## What to do:
Copy out each line of the data that includes the string "sleepy".

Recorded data
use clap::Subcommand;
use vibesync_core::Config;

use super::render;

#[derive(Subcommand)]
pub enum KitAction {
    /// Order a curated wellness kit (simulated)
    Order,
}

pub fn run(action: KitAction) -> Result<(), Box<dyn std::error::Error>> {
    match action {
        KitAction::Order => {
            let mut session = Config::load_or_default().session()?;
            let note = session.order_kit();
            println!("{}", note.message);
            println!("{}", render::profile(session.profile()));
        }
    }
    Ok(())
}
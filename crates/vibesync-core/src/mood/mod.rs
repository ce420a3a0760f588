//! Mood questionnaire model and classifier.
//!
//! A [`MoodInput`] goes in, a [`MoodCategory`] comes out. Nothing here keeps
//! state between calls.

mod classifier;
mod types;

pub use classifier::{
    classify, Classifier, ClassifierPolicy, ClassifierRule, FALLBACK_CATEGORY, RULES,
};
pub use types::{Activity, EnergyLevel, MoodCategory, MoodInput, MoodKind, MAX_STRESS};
...
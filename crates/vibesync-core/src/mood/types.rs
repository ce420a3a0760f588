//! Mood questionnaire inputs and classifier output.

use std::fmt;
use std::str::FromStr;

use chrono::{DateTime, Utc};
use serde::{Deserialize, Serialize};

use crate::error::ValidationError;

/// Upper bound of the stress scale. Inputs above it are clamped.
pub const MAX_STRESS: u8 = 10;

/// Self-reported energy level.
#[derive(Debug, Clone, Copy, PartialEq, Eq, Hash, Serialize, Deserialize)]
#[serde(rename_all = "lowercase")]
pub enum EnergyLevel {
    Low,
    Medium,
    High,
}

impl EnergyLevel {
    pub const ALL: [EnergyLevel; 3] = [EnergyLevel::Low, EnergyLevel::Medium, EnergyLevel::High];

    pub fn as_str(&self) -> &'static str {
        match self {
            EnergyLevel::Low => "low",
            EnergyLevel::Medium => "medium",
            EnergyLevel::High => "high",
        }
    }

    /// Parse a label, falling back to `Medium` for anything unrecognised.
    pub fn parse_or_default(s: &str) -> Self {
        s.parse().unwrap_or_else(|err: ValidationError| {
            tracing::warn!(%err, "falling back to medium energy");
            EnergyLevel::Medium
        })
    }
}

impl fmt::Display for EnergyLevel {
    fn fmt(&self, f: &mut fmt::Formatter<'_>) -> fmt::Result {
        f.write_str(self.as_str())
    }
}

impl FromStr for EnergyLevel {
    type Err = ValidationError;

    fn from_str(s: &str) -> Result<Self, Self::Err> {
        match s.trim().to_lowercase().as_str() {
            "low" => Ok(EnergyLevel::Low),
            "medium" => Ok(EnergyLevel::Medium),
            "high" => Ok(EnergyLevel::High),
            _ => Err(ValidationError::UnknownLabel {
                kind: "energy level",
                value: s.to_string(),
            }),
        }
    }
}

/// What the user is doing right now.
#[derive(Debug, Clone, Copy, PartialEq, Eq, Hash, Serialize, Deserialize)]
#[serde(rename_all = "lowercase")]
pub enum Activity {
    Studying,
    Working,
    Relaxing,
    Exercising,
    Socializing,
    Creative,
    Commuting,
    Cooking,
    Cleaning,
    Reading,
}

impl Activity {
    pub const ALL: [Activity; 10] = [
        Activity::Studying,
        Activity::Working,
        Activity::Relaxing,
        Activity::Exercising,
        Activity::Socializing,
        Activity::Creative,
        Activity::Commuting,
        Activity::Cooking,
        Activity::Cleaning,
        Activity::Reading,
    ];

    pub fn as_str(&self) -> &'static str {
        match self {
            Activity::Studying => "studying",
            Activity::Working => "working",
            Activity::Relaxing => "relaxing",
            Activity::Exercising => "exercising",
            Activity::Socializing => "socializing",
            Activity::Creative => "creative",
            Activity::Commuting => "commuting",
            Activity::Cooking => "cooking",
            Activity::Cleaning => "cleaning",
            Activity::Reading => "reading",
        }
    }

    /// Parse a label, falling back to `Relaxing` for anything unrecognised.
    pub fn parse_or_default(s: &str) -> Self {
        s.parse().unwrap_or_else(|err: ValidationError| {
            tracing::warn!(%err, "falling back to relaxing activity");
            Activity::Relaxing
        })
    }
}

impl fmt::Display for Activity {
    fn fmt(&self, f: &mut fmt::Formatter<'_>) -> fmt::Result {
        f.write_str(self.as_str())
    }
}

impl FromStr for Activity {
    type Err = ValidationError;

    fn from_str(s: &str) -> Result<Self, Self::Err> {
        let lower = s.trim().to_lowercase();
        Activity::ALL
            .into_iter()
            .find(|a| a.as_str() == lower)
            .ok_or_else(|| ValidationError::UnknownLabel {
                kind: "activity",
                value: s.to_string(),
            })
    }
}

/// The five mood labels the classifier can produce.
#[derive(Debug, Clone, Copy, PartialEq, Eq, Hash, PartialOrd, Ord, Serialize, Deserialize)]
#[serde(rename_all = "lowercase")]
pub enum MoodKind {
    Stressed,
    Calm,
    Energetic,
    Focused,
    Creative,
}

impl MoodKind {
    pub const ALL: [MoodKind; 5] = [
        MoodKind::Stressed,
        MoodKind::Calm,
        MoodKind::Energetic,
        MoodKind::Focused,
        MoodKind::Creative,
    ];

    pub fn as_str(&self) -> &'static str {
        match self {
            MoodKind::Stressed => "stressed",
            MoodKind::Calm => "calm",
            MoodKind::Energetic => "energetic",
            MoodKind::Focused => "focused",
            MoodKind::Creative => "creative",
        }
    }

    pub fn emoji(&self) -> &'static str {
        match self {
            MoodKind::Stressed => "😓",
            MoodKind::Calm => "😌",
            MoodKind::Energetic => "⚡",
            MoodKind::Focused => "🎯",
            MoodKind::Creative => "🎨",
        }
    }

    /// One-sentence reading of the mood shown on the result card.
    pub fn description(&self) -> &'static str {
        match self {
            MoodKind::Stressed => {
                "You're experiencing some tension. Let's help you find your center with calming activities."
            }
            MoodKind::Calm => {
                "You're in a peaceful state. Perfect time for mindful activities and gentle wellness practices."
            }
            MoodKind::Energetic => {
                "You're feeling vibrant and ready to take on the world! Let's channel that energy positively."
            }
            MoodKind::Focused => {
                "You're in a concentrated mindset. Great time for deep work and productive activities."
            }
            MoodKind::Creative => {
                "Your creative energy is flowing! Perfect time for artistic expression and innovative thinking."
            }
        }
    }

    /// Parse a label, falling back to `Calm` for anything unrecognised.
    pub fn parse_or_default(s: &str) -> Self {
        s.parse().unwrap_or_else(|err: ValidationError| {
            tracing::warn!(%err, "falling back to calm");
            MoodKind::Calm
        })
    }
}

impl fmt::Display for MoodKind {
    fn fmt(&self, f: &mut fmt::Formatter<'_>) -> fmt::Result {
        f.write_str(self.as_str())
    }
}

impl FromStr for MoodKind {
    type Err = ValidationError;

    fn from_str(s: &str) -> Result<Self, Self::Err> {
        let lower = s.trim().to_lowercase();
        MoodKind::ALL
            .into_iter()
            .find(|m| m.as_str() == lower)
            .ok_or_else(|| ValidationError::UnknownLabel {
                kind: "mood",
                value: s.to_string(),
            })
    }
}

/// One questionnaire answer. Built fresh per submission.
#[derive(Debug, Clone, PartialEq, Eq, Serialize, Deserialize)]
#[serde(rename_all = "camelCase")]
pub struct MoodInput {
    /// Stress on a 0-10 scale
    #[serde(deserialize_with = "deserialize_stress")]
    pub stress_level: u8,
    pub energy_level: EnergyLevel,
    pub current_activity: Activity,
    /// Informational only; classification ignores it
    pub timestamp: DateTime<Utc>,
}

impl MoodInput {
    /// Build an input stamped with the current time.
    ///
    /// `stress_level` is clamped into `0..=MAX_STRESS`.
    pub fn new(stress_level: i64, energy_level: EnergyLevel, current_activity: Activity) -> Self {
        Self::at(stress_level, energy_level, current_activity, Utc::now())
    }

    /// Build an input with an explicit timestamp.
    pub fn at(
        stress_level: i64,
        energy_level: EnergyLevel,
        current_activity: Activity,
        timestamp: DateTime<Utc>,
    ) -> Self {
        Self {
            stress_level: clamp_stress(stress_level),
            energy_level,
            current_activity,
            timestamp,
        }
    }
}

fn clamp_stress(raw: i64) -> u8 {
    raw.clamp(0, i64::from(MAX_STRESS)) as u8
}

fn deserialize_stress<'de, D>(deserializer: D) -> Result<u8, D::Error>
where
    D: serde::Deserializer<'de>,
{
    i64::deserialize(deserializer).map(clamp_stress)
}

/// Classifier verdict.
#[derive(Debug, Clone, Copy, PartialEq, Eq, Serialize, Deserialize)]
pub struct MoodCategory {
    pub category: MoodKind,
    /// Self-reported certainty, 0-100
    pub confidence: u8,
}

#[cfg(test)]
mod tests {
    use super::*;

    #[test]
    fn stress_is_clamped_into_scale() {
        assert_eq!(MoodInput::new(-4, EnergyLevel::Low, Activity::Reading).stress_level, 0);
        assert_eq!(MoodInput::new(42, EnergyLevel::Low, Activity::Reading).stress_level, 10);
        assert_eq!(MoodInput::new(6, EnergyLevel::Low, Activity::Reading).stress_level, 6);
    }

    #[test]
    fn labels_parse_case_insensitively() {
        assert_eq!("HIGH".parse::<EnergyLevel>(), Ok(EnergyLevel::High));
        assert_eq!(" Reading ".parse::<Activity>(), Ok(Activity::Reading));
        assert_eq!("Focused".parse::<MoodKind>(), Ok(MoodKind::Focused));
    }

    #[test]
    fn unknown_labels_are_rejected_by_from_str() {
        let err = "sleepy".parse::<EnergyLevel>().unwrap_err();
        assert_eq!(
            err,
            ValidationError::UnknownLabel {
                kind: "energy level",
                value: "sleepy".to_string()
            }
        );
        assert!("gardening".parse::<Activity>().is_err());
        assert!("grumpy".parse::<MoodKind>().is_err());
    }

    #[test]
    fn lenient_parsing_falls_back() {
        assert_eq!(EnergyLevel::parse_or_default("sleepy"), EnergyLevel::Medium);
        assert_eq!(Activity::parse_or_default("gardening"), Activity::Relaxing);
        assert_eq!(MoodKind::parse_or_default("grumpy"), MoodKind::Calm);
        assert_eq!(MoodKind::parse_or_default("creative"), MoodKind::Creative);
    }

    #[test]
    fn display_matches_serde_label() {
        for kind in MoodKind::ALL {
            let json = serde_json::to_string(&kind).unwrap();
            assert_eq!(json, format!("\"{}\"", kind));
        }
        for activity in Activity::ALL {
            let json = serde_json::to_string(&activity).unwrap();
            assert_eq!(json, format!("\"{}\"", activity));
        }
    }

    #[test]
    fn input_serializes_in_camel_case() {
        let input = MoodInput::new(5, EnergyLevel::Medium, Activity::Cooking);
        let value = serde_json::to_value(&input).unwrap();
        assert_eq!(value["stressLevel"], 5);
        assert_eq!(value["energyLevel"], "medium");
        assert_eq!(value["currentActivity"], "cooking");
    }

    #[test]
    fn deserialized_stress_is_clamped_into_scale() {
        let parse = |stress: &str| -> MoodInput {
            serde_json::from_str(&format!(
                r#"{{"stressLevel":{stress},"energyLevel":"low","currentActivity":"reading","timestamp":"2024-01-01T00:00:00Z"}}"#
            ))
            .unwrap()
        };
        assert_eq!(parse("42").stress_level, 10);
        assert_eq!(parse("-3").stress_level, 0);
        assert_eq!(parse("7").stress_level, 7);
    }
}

## Task response:
        let err = "sleepy".parse::<EnergyLevel>().unwrap_err();
                value: "sleepy".to_string()
        assert_eq!(EnergyLevel::parse_or_default("sleepy"), EnergyLevel::Medium);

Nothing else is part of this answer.